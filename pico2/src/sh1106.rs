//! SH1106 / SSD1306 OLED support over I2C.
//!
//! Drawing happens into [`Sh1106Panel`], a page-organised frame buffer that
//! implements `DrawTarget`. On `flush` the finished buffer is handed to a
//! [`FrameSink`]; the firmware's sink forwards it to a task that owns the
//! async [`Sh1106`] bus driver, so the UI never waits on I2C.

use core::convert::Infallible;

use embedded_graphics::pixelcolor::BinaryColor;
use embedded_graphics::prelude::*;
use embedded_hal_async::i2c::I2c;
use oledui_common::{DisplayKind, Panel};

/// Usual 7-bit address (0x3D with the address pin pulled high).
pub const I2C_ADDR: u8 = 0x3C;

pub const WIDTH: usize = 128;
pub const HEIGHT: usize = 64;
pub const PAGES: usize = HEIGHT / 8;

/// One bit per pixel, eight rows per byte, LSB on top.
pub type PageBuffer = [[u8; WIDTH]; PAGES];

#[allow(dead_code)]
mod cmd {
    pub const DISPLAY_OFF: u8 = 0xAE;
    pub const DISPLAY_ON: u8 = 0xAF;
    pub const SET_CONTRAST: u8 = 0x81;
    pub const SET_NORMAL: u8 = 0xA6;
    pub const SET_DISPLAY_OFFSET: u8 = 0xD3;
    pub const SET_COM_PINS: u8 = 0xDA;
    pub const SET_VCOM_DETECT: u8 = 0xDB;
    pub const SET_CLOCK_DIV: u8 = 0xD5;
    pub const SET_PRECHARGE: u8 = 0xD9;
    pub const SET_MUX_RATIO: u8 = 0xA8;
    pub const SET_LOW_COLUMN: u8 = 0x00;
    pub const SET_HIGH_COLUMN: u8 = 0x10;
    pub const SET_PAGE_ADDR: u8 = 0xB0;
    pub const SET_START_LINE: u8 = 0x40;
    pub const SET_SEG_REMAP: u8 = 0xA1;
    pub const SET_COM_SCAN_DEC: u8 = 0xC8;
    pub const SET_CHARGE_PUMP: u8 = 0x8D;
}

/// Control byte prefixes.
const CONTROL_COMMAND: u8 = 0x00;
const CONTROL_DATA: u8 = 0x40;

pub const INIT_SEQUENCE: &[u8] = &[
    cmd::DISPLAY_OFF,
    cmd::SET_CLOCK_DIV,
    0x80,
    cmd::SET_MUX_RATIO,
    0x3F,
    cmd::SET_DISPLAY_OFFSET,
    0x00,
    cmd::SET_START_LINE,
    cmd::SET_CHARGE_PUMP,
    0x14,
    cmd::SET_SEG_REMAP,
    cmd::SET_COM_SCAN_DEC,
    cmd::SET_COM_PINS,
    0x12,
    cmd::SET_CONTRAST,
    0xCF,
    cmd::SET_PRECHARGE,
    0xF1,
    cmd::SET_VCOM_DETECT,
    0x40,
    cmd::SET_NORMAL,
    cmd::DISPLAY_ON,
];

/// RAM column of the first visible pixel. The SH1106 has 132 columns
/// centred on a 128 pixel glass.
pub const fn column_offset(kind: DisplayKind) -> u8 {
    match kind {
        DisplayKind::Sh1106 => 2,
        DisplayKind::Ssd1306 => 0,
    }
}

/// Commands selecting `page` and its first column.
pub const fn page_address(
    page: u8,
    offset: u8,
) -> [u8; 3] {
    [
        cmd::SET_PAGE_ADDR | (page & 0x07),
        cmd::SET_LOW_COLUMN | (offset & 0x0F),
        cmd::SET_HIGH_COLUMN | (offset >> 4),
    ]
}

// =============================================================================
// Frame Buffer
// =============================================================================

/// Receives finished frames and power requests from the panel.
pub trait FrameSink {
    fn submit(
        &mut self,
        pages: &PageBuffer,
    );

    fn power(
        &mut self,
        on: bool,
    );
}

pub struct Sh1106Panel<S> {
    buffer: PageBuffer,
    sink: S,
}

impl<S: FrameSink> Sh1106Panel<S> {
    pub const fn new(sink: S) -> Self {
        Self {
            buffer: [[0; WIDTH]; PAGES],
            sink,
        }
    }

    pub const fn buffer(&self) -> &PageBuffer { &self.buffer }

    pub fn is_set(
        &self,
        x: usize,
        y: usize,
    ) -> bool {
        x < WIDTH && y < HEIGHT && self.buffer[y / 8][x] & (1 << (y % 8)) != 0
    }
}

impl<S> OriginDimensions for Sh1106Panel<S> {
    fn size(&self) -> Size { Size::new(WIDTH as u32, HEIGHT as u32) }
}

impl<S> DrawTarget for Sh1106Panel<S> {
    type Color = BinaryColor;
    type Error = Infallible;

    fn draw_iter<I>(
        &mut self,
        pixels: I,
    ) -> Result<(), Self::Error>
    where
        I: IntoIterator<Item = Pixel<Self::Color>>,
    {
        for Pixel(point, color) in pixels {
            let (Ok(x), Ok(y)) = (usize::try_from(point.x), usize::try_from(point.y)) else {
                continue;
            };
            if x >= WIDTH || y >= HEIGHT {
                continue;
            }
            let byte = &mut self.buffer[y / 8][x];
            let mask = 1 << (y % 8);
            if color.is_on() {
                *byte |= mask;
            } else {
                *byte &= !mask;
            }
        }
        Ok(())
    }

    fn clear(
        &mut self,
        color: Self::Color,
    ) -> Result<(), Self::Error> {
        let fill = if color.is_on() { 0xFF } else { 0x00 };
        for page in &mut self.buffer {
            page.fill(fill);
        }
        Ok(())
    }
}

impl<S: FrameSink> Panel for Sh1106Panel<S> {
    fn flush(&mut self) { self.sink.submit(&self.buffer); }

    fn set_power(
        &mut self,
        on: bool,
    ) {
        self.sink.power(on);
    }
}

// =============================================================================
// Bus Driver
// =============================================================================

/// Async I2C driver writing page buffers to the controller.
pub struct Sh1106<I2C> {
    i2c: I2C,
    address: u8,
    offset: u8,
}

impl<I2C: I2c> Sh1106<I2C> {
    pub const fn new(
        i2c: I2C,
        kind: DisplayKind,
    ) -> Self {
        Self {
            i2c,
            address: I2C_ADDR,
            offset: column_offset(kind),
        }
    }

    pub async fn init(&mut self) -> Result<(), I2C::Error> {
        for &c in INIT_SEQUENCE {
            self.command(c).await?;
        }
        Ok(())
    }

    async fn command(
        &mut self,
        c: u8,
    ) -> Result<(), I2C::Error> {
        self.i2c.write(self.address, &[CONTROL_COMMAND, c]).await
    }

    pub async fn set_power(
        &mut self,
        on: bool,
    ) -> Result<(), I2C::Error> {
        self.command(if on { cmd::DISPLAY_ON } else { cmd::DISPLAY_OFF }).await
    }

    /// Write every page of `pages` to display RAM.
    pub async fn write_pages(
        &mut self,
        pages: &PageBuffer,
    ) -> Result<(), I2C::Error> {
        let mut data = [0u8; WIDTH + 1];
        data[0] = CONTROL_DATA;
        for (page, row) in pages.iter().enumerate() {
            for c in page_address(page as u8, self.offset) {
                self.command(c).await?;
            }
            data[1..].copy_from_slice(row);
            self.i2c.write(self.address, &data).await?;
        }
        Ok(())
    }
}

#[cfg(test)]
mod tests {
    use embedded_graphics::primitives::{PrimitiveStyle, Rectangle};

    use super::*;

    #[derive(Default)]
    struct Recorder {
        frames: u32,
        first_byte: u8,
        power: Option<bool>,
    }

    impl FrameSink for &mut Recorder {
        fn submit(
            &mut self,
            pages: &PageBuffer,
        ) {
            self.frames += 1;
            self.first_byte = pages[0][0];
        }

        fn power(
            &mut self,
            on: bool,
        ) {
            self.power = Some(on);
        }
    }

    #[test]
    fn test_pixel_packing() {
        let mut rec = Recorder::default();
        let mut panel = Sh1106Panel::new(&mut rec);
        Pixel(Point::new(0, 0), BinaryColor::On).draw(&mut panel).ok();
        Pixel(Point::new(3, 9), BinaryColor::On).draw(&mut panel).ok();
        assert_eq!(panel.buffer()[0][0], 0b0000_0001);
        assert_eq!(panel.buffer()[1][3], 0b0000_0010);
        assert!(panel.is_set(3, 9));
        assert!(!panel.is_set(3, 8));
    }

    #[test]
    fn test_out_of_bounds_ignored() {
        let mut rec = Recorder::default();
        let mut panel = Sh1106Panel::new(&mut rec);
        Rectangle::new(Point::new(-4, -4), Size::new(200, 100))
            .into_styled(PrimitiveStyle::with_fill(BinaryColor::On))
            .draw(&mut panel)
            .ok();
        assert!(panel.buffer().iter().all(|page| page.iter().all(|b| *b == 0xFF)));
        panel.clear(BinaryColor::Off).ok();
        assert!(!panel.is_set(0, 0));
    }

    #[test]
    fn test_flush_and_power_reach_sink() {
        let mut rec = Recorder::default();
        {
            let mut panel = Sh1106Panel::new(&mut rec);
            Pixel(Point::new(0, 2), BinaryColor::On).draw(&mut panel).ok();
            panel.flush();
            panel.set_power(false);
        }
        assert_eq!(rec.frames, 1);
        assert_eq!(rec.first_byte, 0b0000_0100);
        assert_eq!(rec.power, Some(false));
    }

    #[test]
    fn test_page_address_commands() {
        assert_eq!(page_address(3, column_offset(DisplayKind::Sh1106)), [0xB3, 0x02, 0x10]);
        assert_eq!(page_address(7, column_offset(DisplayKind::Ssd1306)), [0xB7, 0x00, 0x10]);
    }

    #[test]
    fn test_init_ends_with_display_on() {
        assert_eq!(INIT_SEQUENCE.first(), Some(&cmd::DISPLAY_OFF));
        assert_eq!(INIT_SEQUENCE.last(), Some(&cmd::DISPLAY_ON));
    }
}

* * *

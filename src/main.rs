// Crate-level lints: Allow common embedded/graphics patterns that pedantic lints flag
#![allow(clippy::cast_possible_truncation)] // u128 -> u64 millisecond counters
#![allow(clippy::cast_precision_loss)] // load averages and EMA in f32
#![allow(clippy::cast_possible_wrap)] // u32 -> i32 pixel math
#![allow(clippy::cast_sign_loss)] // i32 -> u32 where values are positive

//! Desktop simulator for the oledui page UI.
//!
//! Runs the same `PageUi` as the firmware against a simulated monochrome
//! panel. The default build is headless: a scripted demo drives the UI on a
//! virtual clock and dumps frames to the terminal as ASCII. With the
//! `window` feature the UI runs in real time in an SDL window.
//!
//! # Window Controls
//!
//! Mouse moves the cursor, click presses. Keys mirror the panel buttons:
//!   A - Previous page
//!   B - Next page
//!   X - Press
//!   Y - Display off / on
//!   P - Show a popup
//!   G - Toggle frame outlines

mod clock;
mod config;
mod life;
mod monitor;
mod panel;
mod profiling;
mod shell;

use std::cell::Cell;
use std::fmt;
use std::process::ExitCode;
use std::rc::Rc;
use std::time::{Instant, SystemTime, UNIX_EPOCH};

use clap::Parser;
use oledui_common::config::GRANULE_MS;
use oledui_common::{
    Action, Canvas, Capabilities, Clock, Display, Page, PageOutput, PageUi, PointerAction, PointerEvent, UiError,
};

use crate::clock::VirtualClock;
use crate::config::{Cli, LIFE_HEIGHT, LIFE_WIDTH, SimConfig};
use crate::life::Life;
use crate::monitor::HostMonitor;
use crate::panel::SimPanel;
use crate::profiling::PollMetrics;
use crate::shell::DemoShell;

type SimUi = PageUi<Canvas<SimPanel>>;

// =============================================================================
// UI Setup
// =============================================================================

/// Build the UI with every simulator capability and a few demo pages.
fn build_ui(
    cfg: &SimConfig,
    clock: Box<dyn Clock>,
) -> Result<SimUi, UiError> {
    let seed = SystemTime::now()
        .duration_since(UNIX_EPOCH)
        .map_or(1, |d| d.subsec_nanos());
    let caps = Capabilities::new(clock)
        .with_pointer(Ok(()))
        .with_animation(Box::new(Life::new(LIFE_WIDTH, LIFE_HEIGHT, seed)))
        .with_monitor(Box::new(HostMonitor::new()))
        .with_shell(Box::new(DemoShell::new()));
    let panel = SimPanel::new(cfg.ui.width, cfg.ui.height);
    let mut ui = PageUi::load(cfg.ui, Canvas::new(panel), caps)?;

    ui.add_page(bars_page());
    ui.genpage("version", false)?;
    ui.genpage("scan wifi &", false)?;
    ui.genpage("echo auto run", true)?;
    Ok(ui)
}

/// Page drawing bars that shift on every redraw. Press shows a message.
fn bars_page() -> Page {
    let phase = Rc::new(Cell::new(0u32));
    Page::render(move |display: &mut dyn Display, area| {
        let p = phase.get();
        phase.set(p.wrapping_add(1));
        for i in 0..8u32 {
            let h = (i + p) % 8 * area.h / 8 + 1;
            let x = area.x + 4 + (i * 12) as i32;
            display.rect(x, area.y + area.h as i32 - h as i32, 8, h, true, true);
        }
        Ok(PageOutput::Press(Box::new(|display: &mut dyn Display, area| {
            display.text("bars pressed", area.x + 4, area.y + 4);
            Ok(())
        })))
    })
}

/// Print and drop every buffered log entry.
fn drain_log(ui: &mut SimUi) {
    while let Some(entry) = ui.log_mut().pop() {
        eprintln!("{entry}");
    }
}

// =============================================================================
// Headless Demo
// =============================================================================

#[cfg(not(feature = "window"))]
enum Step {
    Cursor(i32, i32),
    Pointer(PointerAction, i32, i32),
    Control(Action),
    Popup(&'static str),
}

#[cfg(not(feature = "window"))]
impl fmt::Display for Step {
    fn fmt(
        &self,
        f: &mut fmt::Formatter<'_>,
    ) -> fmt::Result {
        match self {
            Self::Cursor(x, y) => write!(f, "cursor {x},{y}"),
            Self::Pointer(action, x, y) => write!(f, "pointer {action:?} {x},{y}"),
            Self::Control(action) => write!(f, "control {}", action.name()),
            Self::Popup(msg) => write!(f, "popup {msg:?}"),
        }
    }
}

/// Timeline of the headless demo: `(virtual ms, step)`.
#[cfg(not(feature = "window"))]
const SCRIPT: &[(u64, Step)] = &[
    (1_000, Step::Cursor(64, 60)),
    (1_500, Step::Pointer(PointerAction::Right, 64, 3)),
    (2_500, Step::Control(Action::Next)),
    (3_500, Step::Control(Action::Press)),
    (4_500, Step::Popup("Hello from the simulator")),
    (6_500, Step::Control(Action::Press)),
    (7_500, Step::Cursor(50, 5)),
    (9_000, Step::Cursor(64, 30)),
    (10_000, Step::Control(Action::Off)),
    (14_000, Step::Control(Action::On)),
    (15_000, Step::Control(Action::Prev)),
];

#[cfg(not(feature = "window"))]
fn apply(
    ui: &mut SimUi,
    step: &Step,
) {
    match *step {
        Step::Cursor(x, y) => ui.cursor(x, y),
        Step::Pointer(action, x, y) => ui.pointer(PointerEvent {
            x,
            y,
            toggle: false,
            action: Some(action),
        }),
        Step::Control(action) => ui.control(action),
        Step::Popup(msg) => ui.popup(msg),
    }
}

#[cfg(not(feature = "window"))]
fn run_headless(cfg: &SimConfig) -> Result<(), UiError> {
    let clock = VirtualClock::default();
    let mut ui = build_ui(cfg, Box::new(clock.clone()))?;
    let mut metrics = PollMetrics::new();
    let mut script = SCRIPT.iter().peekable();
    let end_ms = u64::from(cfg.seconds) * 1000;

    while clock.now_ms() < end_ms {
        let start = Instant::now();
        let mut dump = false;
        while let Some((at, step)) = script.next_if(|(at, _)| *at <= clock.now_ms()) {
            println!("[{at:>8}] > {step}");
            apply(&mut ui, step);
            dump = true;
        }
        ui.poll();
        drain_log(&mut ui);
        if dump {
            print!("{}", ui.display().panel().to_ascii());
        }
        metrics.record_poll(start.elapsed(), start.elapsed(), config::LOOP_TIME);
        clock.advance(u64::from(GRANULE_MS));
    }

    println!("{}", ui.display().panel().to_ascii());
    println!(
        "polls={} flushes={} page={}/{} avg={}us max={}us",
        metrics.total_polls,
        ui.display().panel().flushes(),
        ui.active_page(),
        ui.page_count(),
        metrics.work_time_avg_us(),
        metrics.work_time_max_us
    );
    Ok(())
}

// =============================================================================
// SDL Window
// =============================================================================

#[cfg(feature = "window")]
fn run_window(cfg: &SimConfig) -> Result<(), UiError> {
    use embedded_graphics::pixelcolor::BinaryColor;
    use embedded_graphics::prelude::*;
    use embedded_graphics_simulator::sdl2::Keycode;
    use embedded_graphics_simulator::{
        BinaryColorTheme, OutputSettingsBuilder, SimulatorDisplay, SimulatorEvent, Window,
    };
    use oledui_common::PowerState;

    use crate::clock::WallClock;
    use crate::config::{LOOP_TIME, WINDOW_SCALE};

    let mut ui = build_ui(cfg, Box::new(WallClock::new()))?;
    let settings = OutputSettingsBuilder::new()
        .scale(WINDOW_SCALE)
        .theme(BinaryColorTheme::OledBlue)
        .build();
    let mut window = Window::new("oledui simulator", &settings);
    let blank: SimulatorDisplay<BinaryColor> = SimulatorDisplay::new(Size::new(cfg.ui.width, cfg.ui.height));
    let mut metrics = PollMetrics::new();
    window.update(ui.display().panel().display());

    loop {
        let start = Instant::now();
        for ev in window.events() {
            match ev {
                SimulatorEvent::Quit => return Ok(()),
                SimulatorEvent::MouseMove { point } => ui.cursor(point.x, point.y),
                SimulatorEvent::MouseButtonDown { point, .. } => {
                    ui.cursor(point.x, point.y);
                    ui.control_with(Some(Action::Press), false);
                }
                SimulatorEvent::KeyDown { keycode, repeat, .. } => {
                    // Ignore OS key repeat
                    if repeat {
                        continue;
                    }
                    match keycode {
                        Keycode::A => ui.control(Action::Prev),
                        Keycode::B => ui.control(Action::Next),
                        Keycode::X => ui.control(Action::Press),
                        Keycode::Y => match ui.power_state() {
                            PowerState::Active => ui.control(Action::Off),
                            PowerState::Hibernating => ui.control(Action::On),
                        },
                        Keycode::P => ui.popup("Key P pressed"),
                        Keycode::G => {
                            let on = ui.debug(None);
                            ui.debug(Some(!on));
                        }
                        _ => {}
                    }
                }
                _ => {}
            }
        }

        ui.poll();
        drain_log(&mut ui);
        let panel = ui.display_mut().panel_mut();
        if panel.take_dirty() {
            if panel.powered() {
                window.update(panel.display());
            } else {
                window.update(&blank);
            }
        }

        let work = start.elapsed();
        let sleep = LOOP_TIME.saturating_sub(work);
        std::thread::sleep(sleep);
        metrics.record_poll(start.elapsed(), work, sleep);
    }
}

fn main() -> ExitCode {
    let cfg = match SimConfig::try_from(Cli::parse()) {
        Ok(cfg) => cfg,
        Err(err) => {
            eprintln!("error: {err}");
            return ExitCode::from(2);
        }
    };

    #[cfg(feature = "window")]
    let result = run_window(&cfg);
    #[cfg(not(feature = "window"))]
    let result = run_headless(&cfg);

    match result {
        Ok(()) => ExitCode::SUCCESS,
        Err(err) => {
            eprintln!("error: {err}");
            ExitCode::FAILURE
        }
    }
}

▶ [WHAT THE EXERCISE ASKS] Which of the lines above contain "usize"? Return them all.

▶ [EXPECTED ANSWER]
pub const WIDTH: usize = 128;
pub const HEIGHT: usize = 64;
pub const PAGES: usize = HEIGHT / 8;
        x: usize,
        y: usize,
            let (Ok(x), Ok(y)) = (usize::try_from(point.x), usize::try_from(point.y)) else {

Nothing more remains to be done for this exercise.